Are You Ceating the Conditions for Sibling Rivalry?

My house has been full of the sounds of sibling rivalry from the moment my firstborn first poked his week-old baby sister and set her wailing. The rumpus has continued right through the argument I just busted up between that baby sister, now 12 years old, and her two baby sisters over who ate the muffin half she’d been saving.

Siblings have a relationship not quite like any other. Having to spend massive amounts of time with a built-in friend not of your choosing  — and maybe very much unlike you  — is both a unique life experience and a recipe for trouble.

Where the problems lie, and what you can do to stop (or at least slow down) the madness:

Competition

Most of us are prepared for the behavioral changes that a newborn inspires, but what do you do months and years later, when the jealousy seems to linger? Actually, kids are more sophisticated than we give them credit for: They don’t expect everything to be even-steven.
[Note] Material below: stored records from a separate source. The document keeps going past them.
//! Light/dark theme selection, persistence, and OS preference watching.
//!
//! Precedence: an explicit user choice (persisted in localStorage) beats the
//! OS color-scheme signal, which beats the light default. Only explicit
//! toggles persist — a user who never toggles keeps following OS changes.
//! Storage failures are swallowed; the theme is cosmetic.

use wasm_bindgen::JsCast;
use wasm_bindgen::prelude::Closure;
use web_sys::MediaQueryListEvent;

use crate::consts::{MEDIA_DARK, THEME_ATTR, THEME_STORAGE_KEY};
use crate::page::Page;

#[cfg(test)]
#[path = "theme_test.rs"]
mod theme_test;

/// A named visual mode applied to the whole page via `data-theme`.
#[derive(Clone, Copy, Debug, Default, PartialEq, Eq)]
pub enum Theme {
    #[default]
    Light,
    Dark,
}

impl Theme {
    #[must_use]
    pub fn as_str(self) -> &'static str {
        match self {
            Self::Light => "light",
            Self::Dark => "dark",
        }
    }

    #[must_use]
    pub fn parse(value: &str) -> Option<Self> {
        match value {
            "light" => Some(Self::Light),
            "dark" => Some(Self::Dark),
            _ => None,
        }
    }

    #[must_use]
    pub fn flip(self) -> Self {
        match self {
            Self::Light => Self::Dark,
            Self::Dark => Self::Light,
        }
    }
}

/// Theme to apply at load time: saved choice first, OS signal otherwise.
#[must_use]
pub fn initial_theme(saved: Option<Theme>, system: Theme) -> Theme {
    saved.unwrap_or(system)
}

/// Interpret the `data-theme` attribute. A missing or unrecognized value
/// counts as light, so a stray attribute edit still toggles sensibly.
#[must_use]
pub fn theme_from_attr(attr: Option<&str>) -> Theme {
    attr.and_then(Theme::parse).unwrap_or_default()
}

/// OS-level color-scheme preference; light when the query is unavailable.
#[must_use]
pub fn system_theme() -> Theme {
    web_sys::window()
        .and_then(|window| window.match_media(MEDIA_DARK).ok().flatten())
        .map_or(Theme::Light, |query| {
            if query.matches() {
                Theme::Dark
            } else {
                Theme::Light
            }
        })
}

/// Persisted explicit choice, `None` if the user never toggled (or storage
/// is unavailable or holds garbage).
#[must_use]
pub fn saved_theme() -> Option<Theme> {
    let storage = web_sys::window()?.local_storage().ok().flatten()?;
    let value = storage.get_item(THEME_STORAGE_KEY).ok().flatten()?;
    Theme::parse(&value)
}

/// Set `data-theme` on the document root without persisting. Used for
/// OS-derived themes so they keep tracking future OS changes.
pub fn apply(page: &Page, theme: Theme) {
    let _ = page.root.set_attribute(THEME_ATTR, theme.as_str());
}

/// The theme currently applied to the document root. Single source of truth
/// for both [`toggle`] and initialization.
#[must_use]
pub fn current_theme(page: &Page) -> Theme {
    theme_from_attr(page.root.get_attribute(THEME_ATTR).as_deref())
}

/// Apply and persist an explicit choice.
pub fn set_theme(page: &Page, theme: Theme) {
    apply(page, theme);
    if let Some(storage) = web_sys::window().and_then(|window| window.local_storage().ok().flatten())
    {
        let _ = storage.set_item(THEME_STORAGE_KEY, theme.as_str());
    }
    log::debug!("theme set to {}", theme.as_str());
}

/// Flip whatever is visually applied and persist the result.
pub fn toggle(page: &Page) {
    set_theme(page, current_theme(page).flip());
}

/// Apply the load-time theme. Never writes storage.
pub fn init(page: &Page) {
    apply(page, initial_theme(saved_theme(), system_theme()));
}

/// Re-apply the system theme on OS preference changes, but only while the
/// user has no saved choice. The listener lives for the page lifetime.
pub fn watch_system(page: &Page) {
    let Some(query) = web_sys::window().and_then(|window| window.match_media(MEDIA_DARK).ok().flatten())
    else {
        return;
    };
    let page = page.clone();
    let listener = Closure::<dyn FnMut(MediaQueryListEvent)>::new(move |event: MediaQueryListEvent| {
        if saved_theme().is_none() {
            let system = if event.matches() { Theme::Dark } else { Theme::Light };
            apply(&page, system);
            log::debug!("followed OS theme change to {}", system.as_str());
        }
    });
    let _ = query.add_event_listener_with_callback("change", listener.as_ref().unchecked_ref());
    listener.forget();
}
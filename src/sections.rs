//! Active-section tracking: which `section[id]` the viewport is in, and the
//! matching `active` class on the nav links.

use wasm_bindgen::JsCast;
use web_sys::HtmlElement;

use crate::consts::{CLASS_ACTIVE, SECTION_LOOKAHEAD, SEL_SECTIONS};
use crate::page::{Page, query_all, scroll_y};

#[cfg(test)]
#[path = "sections_test.rs"]
mod sections_test;

/// Geometry of one `section[id]`, in page coordinates.
#[derive(Clone, Debug, PartialEq)]
pub struct Section {
    pub id: String,
    pub top: f64,
    pub height: f64,
}

/// Id of the section the probe position falls into, first match in DOM
/// order. The probe leads the scroll position by the navbar height plus the
/// lookahead margin. `None` when the position precedes or follows every
/// section; the caller leaves the previous active link untouched in that
/// case.
#[must_use]
pub fn active_section<'a>(
    scroll_y: f64,
    nav_height: f64,
    sections: &'a [Section],
) -> Option<&'a str> {
    let probe = scroll_y + nav_height + SECTION_LOOKAHEAD;
    sections
        .iter()
        .find(|section| probe >= section.top && probe < section.top + section.height)
        .map(|section| section.id.as_str())
}

/// Read current section geometry from the document. Re-read on every scroll
/// tick since layout can change under us.
#[must_use]
pub fn collect_sections(page: &Page) -> Vec<Section> {
    query_all(&page.document, SEL_SECTIONS)
        .into_iter()
        .filter_map(|element| {
            let element = element.dyn_into::<HtmlElement>().ok()?;
            Some(Section {
                id: element.id(),
                top: f64::from(element.offset_top()),
                height: f64::from(element.offset_height()),
            })
        })
        .collect()
}

/// Mark the nav link for the current section active and clear the rest.
/// At most one link holds the class afterwards.
pub fn update_active_link(page: &Page) {
    let Some(position) = scroll_y() else { return };
    let sections = collect_sections(page);
    let Some(current) = active_section(position, page.nav_height(), &sections) else {
        return;
    };
    let target_href = format!("#{current}");
    for link in &page.nav_links {
        let classes = link.class_list();
        if link.get_attribute("href").as_deref() == Some(target_href.as_str()) {
            let _ = classes.add_1(CLASS_ACTIVE);
        } else {
            let _ = classes.remove_1(CLASS_ACTIVE);
        }
    }
}
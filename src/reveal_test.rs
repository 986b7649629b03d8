use super::*;

// --- Hero stagger schedule ---

#[test]
fn first_hero_element_waits_the_base_delay() {
    assert_eq!(hero_delay(0), 100);
}

#[test]
fn stagger_adds_one_step_per_element() {
    assert_eq!(hero_delay(1), 200);
    assert_eq!(hero_delay(3), 400);
}

#[test]
fn delays_are_strictly_increasing() {
    for index in 0..20 {
        assert!(hero_delay(index) < hero_delay(index + 1));
    }
}

// --- Reveal decision ---

#[test]
fn entering_view_reveals_an_unrevealed_element() {
    assert!(newly_visible(true, false));
}

#[test]
fn entering_view_again_does_nothing_once_revealed() {
    assert!(!newly_visible(true, true));
}

#[test]
fn leaving_view_never_requests_a_change() {
    // Monotonicity: no combination of inputs produces an un-reveal; the only
    // action the decision can request is adding the visible mark.
    assert!(!newly_visible(false, false));
    assert!(!newly_visible(false, true));
}
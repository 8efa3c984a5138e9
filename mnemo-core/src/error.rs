//! Error types for the memory service

use thiserror::Error;

/// Result type alias for memory operations
pub type Result<T> = std::result::Result<T, MemoryError>;

/// Errors that can occur across the memory service
///
/// `Storage`, `NotFound`, and `InvalidInput` surface to clients (500/404/400);
/// `Cache`, `Embedding`, and `Blob` are internal and must never leak past the
/// tool-endpoint boundary.
#[derive(Debug, Error)]
pub enum MemoryError {
    /// Durable store error
    #[error("Storage error: {0}")]
    Storage(String),

    /// Cache backend error
    #[error("Cache error: {0}")]
    Cache(String),

    /// Embedding generation error
    #[error("Embedding error: {0}")]
    Embedding(String),

    /// Blob store error
    #[error("Blob error: {0}")]
    Blob(String),

    /// Entry, attachment, or scope not found
    #[error("Not found: {0}")]
    NotFound(String),

    /// Invalid input
    #[error("Invalid input: {0}")]
    InvalidInput(String),

    /// Serialization error
    #[error("Serialization error: {0}")]
    Serialization(#[from] serde_json::Error),
}

impl MemoryError {
    /// True when the error maps to a client-visible 404
    #[must_use]
    pub const fn is_not_found(&self) -> bool {
        matches!(self, Self::NotFound(_))
    }
}
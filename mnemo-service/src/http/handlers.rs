//! Tool endpoint handlers

use axum::extract::{Path, State};
use axum::http::StatusCode;
use axum::response::{IntoResponse, Response};
use axum::Json;
use base64::engine::general_purpose::STANDARD as BASE64;
use base64::Engine as _;
use serde_json::json;

use mnemo_core::identity::{attachment_id, sha256_hex};
use mnemo_storage::BlobStore;

use crate::search::{search_memory, SearchRequest};
use crate::state::AppState;
use crate::summarize::summarize_scope;
use crate::write::{write_memory, WriteRequest};

use super::models::{
    AttachBlobIn, AttachmentOut, FetchBlobIn, FetchBlobOut, LinkOut, MemoryGetIn, MemoryGetOut,
    MemoryLinkIn, MemoryOut, MemorySearchIn, MemoryWriteIn, SummarizeScopeIn,
};
use super::ApiError;

/// Presigned download URL validity
const BLOB_URL_TTL: std::time::Duration = std::time::Duration::from_secs(3600);

/// Persist a memory entry with embedding; idempotent via content-hash dedupe
pub async fn memory_write(
    State(state): State<AppState>,
    Json(payload): Json<MemoryWriteIn>,
) -> Result<Json<MemoryOut>, ApiError> {
    let request = WriteRequest {
        tenant_id: payload.tenant_id,
        scope: payload.scope,
        kind: payload.kind,
        title: payload.title,
        content: payload.content,
        tags: payload.tags,
        source: payload.source,
        author_agent_id: payload.author_agent_id,
        tool_name: payload.tool_name,
    };
    let outcome = write_memory(&state, &request).await?;
    Ok(Json(MemoryOut::from(outcome.record)))
}

/// Hybrid retrieval: vector + trigram similarity under metadata filters
pub async fn memory_search(
    State(state): State<AppState>,
    Json(payload): Json<MemorySearchIn>,
) -> Result<Json<Vec<MemoryOut>>, ApiError> {
    if !(1..=100).contains(&payload.top_k) {
        return Err(ApiError::bad_request("top_k must be between 1 and 100"));
    }

    let request = SearchRequest {
        tenant_id: payload.tenant_id,
        scope: payload.scope_filter,
        query: payload.query,
        top_k: payload.top_k,
        tags: payload.tags,
        kinds: payload.kinds,
        time_range_start: payload.time_range_start,
        time_range_end: payload.time_range_end,
    };
    let results = search_memory(&state, &request).await?;
    Ok(Json(results.into_iter().map(MemoryOut::from).collect()))
}

/// Fetch a full entry with attachments and links
pub async fn memory_get(
    State(state): State<AppState>,
    Json(payload): Json<MemoryGetIn>,
) -> Result<Json<MemoryGetOut>, ApiError> {
    let record = state
        .pg
        .get_memory(&payload.tenant_id, &payload.memory_id)
        .await?
        .ok_or_else(|| ApiError::not_found("Memory entry not found"))?;

    let attachments = state
        .pg
        .get_attachments(&payload.tenant_id, &payload.memory_id)
        .await?;
    let linked_from = state
        .pg
        .links_from(&payload.tenant_id, &payload.memory_id)
        .await?;
    let linked_to = state
        .pg
        .links_to(&payload.tenant_id, &payload.memory_id)
        .await?;

    Ok(Json(MemoryGetOut {
        entry: MemoryOut::from(record),
        attachments: attachments.into_iter().map(AttachmentOut::from).collect(),
        linked_from: linked_from.into_iter().map(LinkOut::from).collect(),
        linked_to: linked_to.into_iter().map(LinkOut::from).collect(),
    }))
}

/// Create a relationship between two entries of the tenant
pub async fn memory_link(
    State(state): State<AppState>,
    Json(payload): Json<MemoryLinkIn>,
) -> Result<Json<LinkOut>, ApiError> {
    if state
        .pg
        .get_memory(&payload.tenant_id, &payload.from_memory_id)
        .await?
        .is_none()
    {
        return Err(ApiError::not_found(format!(
            "Source memory entry not found: {}",
            payload.from_memory_id
        )));
    }
    if state
        .pg
        .get_memory(&payload.tenant_id, &payload.to_memory_id)
        .await?
        .is_none()
    {
        return Err(ApiError::not_found(format!(
            "Target memory entry not found: {}",
            payload.to_memory_id
        )));
    }

    let link = state
        .pg
        .create_link(
            &payload.tenant_id,
            &payload.from_memory_id,
            &payload.to_memory_id,
            payload.relation,
        )
        .await?;
    Ok(Json(LinkOut::from(link)))
}

/// Summarize recent entries of a scope into a new `summary` entry
pub async fn memory_summarize_scope(
    State(state): State<AppState>,
    Json(payload): Json<SummarizeScopeIn>,
) -> Result<Json<MemoryOut>, ApiError> {
    if !(1..=500).contains(&payload.max_entries) {
        return Err(ApiError::bad_request("max_entries must be between 1 and 500"));
    }

    let summary = summarize_scope(
        &state,
        &payload.tenant_id,
        &payload.scope,
        payload.mode,
        payload.max_entries,
    )
    .await?;
    Ok(Json(MemoryOut::from(summary.record)))
}

/// Upload an attachment and record its metadata
pub async fn memory_attach_blob(
    State(state): State<AppState>,
    Json(payload): Json<AttachBlobIn>,
) -> Result<Json<AttachmentOut>, ApiError> {
    if state
        .pg
        .get_memory(&payload.tenant_id, &payload.memory_id)
        .await?
        .is_none()
    {
        return Err(ApiError::not_found("Memory entry not found"));
    }

    let data = BASE64
        .decode(&payload.data_base64)
        .map_err(|_| ApiError::bad_request("Invalid base64 data"))?;

    let blob_key = BlobStore::blob_key(&payload.tenant_id, &payload.memory_id, &payload.filename);
    state
        .blob
        .put(&blob_key, data.clone(), &payload.mime_type)
        .await?;

    let sha256 = sha256_hex(&data);
    let attachment = state
        .pg
        .write_attachment(
            &attachment_id(&data),
            &payload.tenant_id,
            &payload.memory_id,
            &blob_key,
            &payload.filename,
            &payload.mime_type,
            data.len() as i64,
            &sha256,
        )
        .await?;
    Ok(Json(AttachmentOut::from(attachment)))
}

/// Retrieve an attachment: presigned URL when available, inline base64 otherwise
pub async fn memory_fetch_blob(
    State(state): State<AppState>,
    Json(payload): Json<FetchBlobIn>,
) -> Result<Json<FetchBlobOut>, ApiError> {
    let attachment = state
        .pg
        .get_attachment(&payload.tenant_id, &payload.attachment_id)
        .await?
        .ok_or_else(|| ApiError::not_found("Attachment not found"))?;

    if let Some(url) = state.blob.presign(&attachment.blob_key, BLOB_URL_TTL).await {
        let mut out = AttachmentOut::from(attachment);
        out.download_url = Some(url);
        return Ok(Json(FetchBlobOut {
            attachment: out,
            data_base64: None,
        }));
    }

    let data_base64 = state
        .blob
        .get(&attachment.blob_key)
        .await
        .map(|data| BASE64.encode(data));
    Ok(Json(FetchBlobOut {
        attachment: AttachmentOut::from(attachment),
        data_base64,
    }))
}

/// Health check: both backends must answer
pub async fn health(State(state): State<AppState>) -> Response {
    match tokio::try_join!(state.pg.ping(), state.cache.ping()) {
        Ok(_) => Json(json!({ "status": "ok", "postgres": "ok", "redis": "ok" })).into_response(),
        Err(e) => (
            StatusCode::SERVICE_UNAVAILABLE,
            Json(json!({ "status": "degraded", "error": e.to_string() })),
        )
            .into_response(),
    }
}

/// Observability counters for a tenant
pub async fn stats(
    State(state): State<AppState>,
    Path(tenant_id): Path<String>,
) -> Result<Response, ApiError> {
    let stats = state.cache.get_stats(&tenant_id).await?;
    Ok(Json(stats).into_response())
}
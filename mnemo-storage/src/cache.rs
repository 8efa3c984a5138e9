//! Redis caching layer
//!
//! Implements:
//! - Working-set lists: last N memory ids per (tenant, scope)
//! - Search-result cache keyed by query fingerprint
//! - Observability counters (24h TTL)
//!
//! Everything here is advisory. The durable store is authoritative; callers
//! treat any cache failure as a miss and keep going.

use redis::aio::ConnectionManager;
use redis::AsyncCommands;
use serde::Serialize;
use tracing::{debug, info};

use mnemo_core::config::Settings;
use mnemo_core::error::{MemoryError, Result};
use mnemo_core::identity::search_fingerprint;
use mnemo_core::types::ScoredMemory;

/// TTL applied to observability counters
const COUNTER_TTL_SECS: i64 = 86_400;

/// Batch size for incremental SCAN during invalidation
const SCAN_COUNT: usize = 100;

/// Per-tenant and global observability counters
#[derive(Debug, Clone, Serialize)]
pub struct CacheStats {
    pub writes: i64,
    pub searches: i64,
    pub dedupes: i64,
    pub search_cache_hits: i64,
    pub search_cache_misses: i64,
}

/// Async Redis cache operations
#[derive(Clone)]
pub struct MemoryCache {
    conn: ConnectionManager,
    working_set_ttl: u64,
    working_set_max: usize,
    search_cache_ttl: u64,
}

impl MemoryCache {
    /// Connect and verify the cache is reachable
    ///
    /// # Errors
    ///
    /// Returns `Cache` if the URL is invalid or Redis does not answer
    pub async fn connect(settings: &Settings) -> Result<Self> {
        let client = redis::Client::open(settings.redis_url.as_str())
            .map_err(|e| MemoryError::Cache(format!("invalid REDIS_URL: {e}")))?;
        let conn = client
            .get_connection_manager()
            .await
            .map_err(|e| MemoryError::Cache(format!("failed to connect: {e}")))?;

        let cache = Self {
            conn,
            working_set_ttl: settings.working_set_ttl,
            working_set_max: settings.working_set_max,
            search_cache_ttl: settings.search_cache_ttl,
        };
        cache.ping().await?;
        info!("redis cache ready");
        Ok(cache)
    }

    /// Connectivity probe for the health endpoint
    ///
    /// # Errors
    ///
    /// Returns `Cache` if Redis does not answer
    pub async fn ping(&self) -> Result<()> {
        let mut conn = self.conn.clone();
        let _pong: String = redis::cmd("PING")
            .query_async(&mut conn)
            .await
            .map_err(|e| MemoryError::Cache(format!("ping failed: {e}")))?;
        Ok(())
    }

    // Working set

    fn working_set_key(tenant_id: &str, scope_id: &str) -> String {
        format!("mem:ws:{tenant_id}:{scope_id}")
    }

    /// Move a memory id to the front of the scope's working set
    ///
    /// Remove-existing / prepend / trim / refresh-TTL run as one MULTI block,
    /// so concurrent pushes to the same key cannot interleave. Pushing an id
    /// already at the head is a no-op apart from the TTL refresh.
    ///
    /// # Errors
    ///
    /// Returns `Cache` on Redis failure
    pub async fn push_to_working_set(
        &self,
        tenant_id: &str,
        scope_id: &str,
        memory_id: &str,
    ) -> Result<()> {
        let key = Self::working_set_key(tenant_id, scope_id);
        let mut conn = self.conn.clone();

        let mut pipe = redis::pipe();
        pipe.atomic()
            .lrem(&key, 0, memory_id)
            .ignore()
            .lpush(&key, memory_id)
            .ignore()
            .ltrim(&key, 0, self.working_set_max as isize - 1)
            .ignore()
            .expire(&key, self.working_set_ttl as i64)
            .ignore();
        let () = pipe
            .query_async(&mut conn)
            .await
            .map_err(|e| MemoryError::Cache(format!("working-set push failed: {e}")))?;
        Ok(())
    }

    /// The working-set ids for a scope, most recent first (possibly empty)
    ///
    /// # Errors
    ///
    /// Returns `Cache` on Redis failure
    pub async fn get_working_set(&self, tenant_id: &str, scope_id: &str) -> Result<Vec<String>> {
        let key = Self::working_set_key(tenant_id, scope_id);
        let mut conn = self.conn.clone();
        conn.lrange(&key, 0, -1)
            .await
            .map_err(|e| MemoryError::Cache(format!("working-set read failed: {e}")))
    }

    // Search cache

    fn search_cache_key(tenant_id: &str, scope_id: &str, fingerprint: &str) -> String {
        format!("mem:sc:{tenant_id}:{scope_id}:{fingerprint}")
    }

    /// Cached results for a query fingerprint, if fresh
    ///
    /// Hit/miss counters are recorded here so every probe is counted exactly
    /// once.
    ///
    /// # Errors
    ///
    /// Returns `Cache` on Redis failure
    pub async fn get_cached_search(
        &self,
        tenant_id: &str,
        scope_id: &str,
        query: &str,
        tags: &[String],
        kinds: &[String],
        top_k: i64,
    ) -> Result<Option<Vec<ScoredMemory>>> {
        let fingerprint = search_fingerprint(query, tags, kinds, top_k);
        let key = Self::search_cache_key(tenant_id, scope_id, &fingerprint);
        let mut conn = self.conn.clone();

        let cached: Option<String> = conn
            .get(&key)
            .await
            .map_err(|e| MemoryError::Cache(format!("search-cache read failed: {e}")))?;

        match cached {
            Some(raw) => {
                debug!(key = %key, "search cache hit");
                self.increment_counter("mem:stats:search_cache_hits").await?;
                Ok(Some(serde_json::from_str(&raw)?))
            }
            None => {
                self.increment_counter("mem:stats:search_cache_misses").await?;
                Ok(None)
            }
        }
    }

    /// Memoize search results under the query fingerprint
    ///
    /// # Errors
    ///
    /// Returns `Cache` on Redis failure, `Serialization` if rows cannot be
    /// encoded
    pub async fn set_cached_search(
        &self,
        tenant_id: &str,
        scope_id: &str,
        query: &str,
        tags: &[String],
        kinds: &[String],
        top_k: i64,
        results: &[ScoredMemory],
    ) -> Result<()> {
        let fingerprint = search_fingerprint(query, tags, kinds, top_k);
        let key = Self::search_cache_key(tenant_id, scope_id, &fingerprint);
        let payload = serde_json::to_string(results)?;
        let mut conn = self.conn.clone();
        conn.set_ex(&key, payload, self.search_cache_ttl)
            .await
            .map_err(|e| MemoryError::Cache(format!("search-cache write failed: {e}")))
    }

    /// Drop every cached search for a scope after a write
    ///
    /// Uses incremental SCAN so invalidation never blocks the server on a
    /// large keyspace.
    ///
    /// # Errors
    ///
    /// Returns `Cache` on Redis failure
    pub async fn invalidate_scope_cache(&self, tenant_id: &str, scope_id: &str) -> Result<()> {
        let pattern = format!("mem:sc:{tenant_id}:{scope_id}:*");
        let mut conn = self.conn.clone();
        let mut cursor: u64 = 0;

        loop {
            let (next, keys): (u64, Vec<String>) = redis::cmd("SCAN")
                .arg(cursor)
                .arg("MATCH")
                .arg(&pattern)
                .arg("COUNT")
                .arg(SCAN_COUNT)
                .query_async(&mut conn)
                .await
                .map_err(|e| MemoryError::Cache(format!("invalidation scan failed: {e}")))?;

            if !keys.is_empty() {
                conn.del::<_, ()>(keys)
                    .await
                    .map_err(|e| MemoryError::Cache(format!("invalidation delete failed: {e}")))?;
            }

            cursor = next;
            if cursor == 0 {
                break;
            }
        }
        Ok(())
    }

    // Observability counters

    async fn increment_counter(&self, key: &str) -> Result<()> {
        let mut conn = self.conn.clone();
        let mut pipe = redis::pipe();
        pipe.incr(key, 1)
            .ignore()
            .expire(key, COUNTER_TTL_SECS)
            .ignore();
        let () = pipe
            .query_async(&mut conn)
            .await
            .map_err(|e| MemoryError::Cache(format!("counter increment failed: {e}")))?;
        Ok(())
    }

    /// Count a successful write for the tenant
    ///
    /// # Errors
    ///
    /// Returns `Cache` on Redis failure
    pub async fn record_write(&self, tenant_id: &str) -> Result<()> {
        self.increment_counter(&format!("mem:stats:writes:{tenant_id}"))
            .await
    }

    /// Count a search for the tenant
    ///
    /// # Errors
    ///
    /// Returns `Cache` on Redis failure
    pub async fn record_search(&self, tenant_id: &str) -> Result<()> {
        self.increment_counter(&format!("mem:stats:searches:{tenant_id}"))
            .await
    }

    /// Count a dedupe hit (a write that matched an existing entry)
    ///
    /// # Errors
    ///
    /// Returns `Cache` on Redis failure
    pub async fn record_dedupe_hit(&self, tenant_id: &str) -> Result<()> {
        self.increment_counter(&format!("mem:stats:dedupes:{tenant_id}"))
            .await
    }

    /// Current counters for a tenant plus the global cache hit/miss totals
    ///
    /// # Errors
    ///
    /// Returns `Cache` on Redis failure
    pub async fn get_stats(&self, tenant_id: &str) -> Result<CacheStats> {
        let keys = vec![
            format!("mem:stats:writes:{tenant_id}"),
            format!("mem:stats:searches:{tenant_id}"),
            format!("mem:stats:dedupes:{tenant_id}"),
            "mem:stats:search_cache_hits".to_string(),
            "mem:stats:search_cache_misses".to_string(),
        ];
        let mut conn = self.conn.clone();
        let values: Vec<Option<i64>> = redis::cmd("MGET")
            .arg(&keys)
            .query_async(&mut conn)
            .await
            .map_err(|e| MemoryError::Cache(format!("stats read failed: {e}")))?;

        Ok(CacheStats {
            writes: values.first().copied().flatten().unwrap_or(0),
            searches: values.get(1).copied().flatten().unwrap_or(0),
            dedupes: values.get(2).copied().flatten().unwrap_or(0),
            search_cache_hits: values.get(3).copied().flatten().unwrap_or(0),
            search_cache_misses: values.get(4).copied().flatten().unwrap_or(0),
        })
    }
}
Kids do monitor how their parents treat them relative to their siblings. But usually they don’t get upset unless they think a different treatment is unjustified, says Katherine Jewsbury Conger, Ph.D., a family sociologist at the University of California, Davis. “My research shows that they may complain, but they also tend to acknowledge that it’s fair, say, for an older child to have a later bedtime,” she says.

What does bother kids, though, is if they sense their parents are spending a lot more time with one child or doing a particular activity with another sibling more often. What you can do to ease the competition:

Skip trying to treat each kid “equally.” “Each child deserves treatment that’s appropriate to her age and who she is,” Conger says. That means you can  — and should  — take into account a child’s personality, interests, and developmental level when you decide on anything from punishments to what activities to enroll her in.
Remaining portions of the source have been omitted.